Scan the data below for lines holding the word "VerifyArgs", and copy each line found.

▸ **Provided entries**:
----

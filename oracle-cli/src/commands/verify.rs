//! `verify`: check a saved attestation offline

use std::path::PathBuf;

use alloy::primitives::Address;
use anyhow::{bail, Context};
use oracle_signer::{recover_signer, signing_digest, Attestation};
use serde::{Deserialize, Serialize};
use tracing::info;

use super::{emit_json, read_json};

#[derive(Debug, Clone)]
pub struct VerifyArgs {
    /// Attestation or full resolution report
    pub path: PathBuf,
    /// Require this signer instead of the one recorded in the attestation
    pub expected_signer: Option<Address>,
}

#[derive(Deserialize)]
#[serde(untagged)]
enum AttestationFile {
    Report { attestation: Attestation },
    Bare(Attestation),
}

#[derive(Debug, Serialize)]
#[serde(rename_all = "camelCase")]
struct VerificationResult {
    valid: bool,
    digest_matches: bool,
    recovered_signer: String,
    expected_signer: String,
}

pub async fn verify(args: VerifyArgs) -> anyhow::Result<()> {
    let file: AttestationFile = read_json(&args.path, "attestation").await?;
    let attestation = match file {
        AttestationFile::Report { attestation } | AttestationFile::Bare(attestation) => attestation,
    };

    let digest = signing_digest(&attestation.domain, &attestation.proposal);
    let digest_matches = digest == attestation.digest;
    let recovered = recover_signer(digest, attestation.signature.as_bytes()).context("signature recovery failed")?;
    let expected = args.expected_signer.unwrap_or(attestation.signer);

    let result = VerificationResult {
        valid: digest_matches && recovered == expected,
        digest_matches,
        recovered_signer: recovered.to_checksum(None),
        expected_signer: expected.to_checksum(None),
    };
    emit_json(&result, None).await?;

    if !result.valid {
        bail!("attestation does not verify against {}", result.expected_signer);
    }
    info!("Attestation verified for signer {}", result.recovered_signer);
    Ok(())
}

----

▸ **Worked solution**:
pub struct VerifyArgs {
pub async fn verify(args: VerifyArgs) -> anyhow::Result<()> {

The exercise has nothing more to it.